LISTED ENTRIES:
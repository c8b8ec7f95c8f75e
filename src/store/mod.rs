//! Persistence layer — libSQL-backed storage for surveys, campaigns, and sessions.

pub mod libsql_backend;
pub mod migrations;
pub mod traits;

pub use libsql_backend::LibSqlBackend;
pub use traits::Database;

YOUR TASK: An exact copy of every record above is what's needed here.

RESPONSE BELOW:
repository c8b8ec7f95c8f75e
filename src/store/mod.rs
//! Persistence layer — libSQL-backed storage for surveys, campaigns, and sessions.

pub mod libsql_backend;
pub mod migrations;
pub mod traits;

pub use libsql_backend::LibSqlBackend;
pub use traits::Database;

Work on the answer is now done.